NCEAS / metacat

Data repository software that helps researchers preserve, share, and discover data
https://knb.ecoinformatics.org/software/metacat
GNU General Public License v2.0
25 stars 12 forks source link

refactor getPackage to conform to RDA recommendation #1262

Open mbjones opened 6 years ago

mbjones commented 6 years ago

RDA has recently finalized a recommendation for how to interoperably ship data packages between repositories. The specification is here:

http://dx.doi.org/10.15497/RDA00025

But it basically involves using BagIt to capture all of the data files and metadata, and is extremely similar to the DataONE Bagit approach. They even give the inclusion of ProvONE metadata as an example in the spec.

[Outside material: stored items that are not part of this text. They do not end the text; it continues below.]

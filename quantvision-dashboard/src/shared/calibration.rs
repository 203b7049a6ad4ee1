//! Drag-to-select calibration of the vision capture region
//!
//! `IDLE -> ARMED -> DRAGGING -> SUBMITTING -> IDLE`
//!
//! The session is a plain state machine driven by the host's event dispatch.
//! Everything visual goes through a [`CaptureSurface`] owned by the session,
//! so the host decides what an overlay or a selection rectangle looks like.

use tracing::{debug, info, warn};

use crate::shared::types::{CalibrationRect, Point};

/// Pointer style shown while the capture surface is mounted
#[derive(Debug, Clone, Copy, PartialEq, Eq)]
pub enum PointerStyle {
    Default,
    Crosshair,
}

/// Host-side display hooks for a calibration session
pub trait CaptureSurface {
    /// Show a full-viewport capture layer above all other content.
    fn mount(&mut self, pointer: PointerStyle);

    /// Remove the capture layer and any selection rectangle.
    fn unmount(&mut self);

    /// Show or move the selection rectangle.
    fn draw_selection(&mut self, rect: CalibrationRect);

    /// Start routing pointer-move / pointer-up events to the session.
    fn attach_drag_listeners(&mut self);

    /// Stop routing pointer-move / pointer-up events to the session.
    fn detach_drag_listeners(&mut self);
}

#[derive(Debug, Clone, Copy, PartialEq)]
enum DragState {
    Idle,
    Armed,
    Dragging {
        anchor: Point,
        rect: CalibrationRect,
    },
}

/// Externally visible phase of a session
#[derive(Debug, Clone, Copy, PartialEq, Eq)]
pub enum CalibrationPhase {
    Idle,
    Armed,
    Dragging,
    /// No drag in progress, at least one rectangle still being submitted
    Submitting,
}

/// Result of submitting a rectangle to the backend
#[derive(Debug, Clone, PartialEq)]
pub enum CalibrationOutcome {
    Saved(CalibrationRect),
    Failed { rect: CalibrationRect, reason: String },
}

impl CalibrationOutcome {
    /// Message shown to the operator once the submission settles.
    pub fn notice(&self) -> String {
        match self {
            CalibrationOutcome::Saved(_) => "Calibration saved".to_string(),
            CalibrationOutcome::Failed { reason, .. } => format!("Calibration failed: {reason}"),
        }
    }

    pub fn is_saved(&self) -> bool {
        matches!(self, CalibrationOutcome::Saved(_))
    }
}

/// Drag-to-select state machine
pub struct CalibrationSession<S> {
    surface: S,
    state: DragState,
    in_flight: usize,
}

impl<S: CaptureSurface> CalibrationSession<S> {
    pub fn new(surface: S) -> Self {
        Self {
            surface,
            state: DragState::Idle,
            in_flight: 0,
        }
    }

    pub fn phase(&self) -> CalibrationPhase {
        match self.state {
            DragState::Armed => CalibrationPhase::Armed,
            DragState::Dragging { .. } => CalibrationPhase::Dragging,
            DragState::Idle if self.in_flight > 0 => CalibrationPhase::Submitting,
            DragState::Idle => CalibrationPhase::Idle,
        }
    }

    /// True while the capture surface is mounted.
    pub fn is_active(&self) -> bool {
        !matches!(self.state, DragState::Idle)
    }

    /// In-progress selection, if dragging.
    pub fn selection(&self) -> Option<CalibrationRect> {
        match self.state {
            DragState::Dragging { rect, .. } => Some(rect),
            _ => None,
        }
    }

    pub fn surface(&self) -> &S {
        &self.surface
    }

    pub fn surface_mut(&mut self) -> &mut S {
        &mut self.surface
    }

    /// Arm the session. Ignored while armed or dragging; returns whether a
    /// capture surface was mounted.
    pub fn start(&mut self) -> bool {
        if self.is_active() {
            debug!("Calibration already in progress, ignoring start");
            return false;
        }

        self.surface.mount(PointerStyle::Crosshair);
        self.state = DragState::Armed;
        info!("Calibration armed");
        true
    }

    /// Anchor the selection. Only valid while armed.
    pub fn pointer_down(&mut self, at: Point) -> bool {
        if self.state != DragState::Armed {
            return false;
        }

        let at = at.pinned();
        let rect = CalibrationRect::from_corners(at, at);
        self.surface.draw_selection(rect);
        self.surface.attach_drag_listeners();
        self.state = DragState::Dragging { anchor: at, rect };
        debug!("Calibration drag anchored at ({}, {})", at.x, at.y);
        true
    }

    /// Track the pointer. Recomputes the selection from the anchor on every call.
    pub fn pointer_move(&mut self, at: Point) -> Option<CalibrationRect> {
        let DragState::Dragging { anchor, .. } = self.state else {
            return None;
        };

        let rect = CalibrationRect::from_corners(anchor, at);
        self.surface.draw_selection(rect);
        self.state = DragState::Dragging { anchor, rect };
        Some(rect)
    }

    /// Finish the drag. Tears the surface down, frees the session for re-arming
    /// and returns the rectangle to submit.
    pub fn pointer_up(&mut self, at: Point) -> Option<CalibrationRect> {
        let DragState::Dragging { anchor, .. } = self.state else {
            return None;
        };

        let rect = CalibrationRect::from_corners(anchor, at);
        self.teardown();
        self.in_flight += 1;

        info!("Calibration selected {}", rect);
        Some(rect)
    }

    /// Drop an armed or dragging session without submitting anything.
    pub fn abort(&mut self) -> bool {
        if !self.is_active() {
            return false;
        }

        self.teardown();
        info!("Calibration aborted");
        true
    }

    /// Record a settled submission and return the operator notice for it.
    pub fn complete_submission(&mut self, outcome: &CalibrationOutcome) -> String {
        self.in_flight = self.in_flight.saturating_sub(1);

        match outcome {
            CalibrationOutcome::Saved(rect) => info!("Calibration {} saved", rect),
            CalibrationOutcome::Failed { rect, reason } => {
                warn!("Calibration {} failed: {}", rect, reason)
            }
        }

        outcome.notice()
    }

    fn teardown(&mut self) {
        if matches!(self.state, DragState::Dragging { .. }) {
            self.surface.detach_drag_listeners();
        }
        self.surface.unmount();
        self.state = DragState::Idle;
    }
}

The main changes upon a quick read would be:

1) Move the ORE file from data/ to a new metadata/ directory 2) Move the science metadata file to the metadata/ directory 3) Add system metadata for every object to metadata/ directory (see #1261) 4) Add datacite.xml metadata to metadata/ directory

We'll need to read the spec in more detail, but I think that's the main set of changes.

amoeba commented 5 years ago

Just dropping a note in here since I heard from a user about buggy behavior in getPackage today where (1) the zip was called zip.zip and the files inside had their PID set as their filename when each Object in the package had a fileName set in its System Metadata. I figure bugs like that could get handled in this ticket.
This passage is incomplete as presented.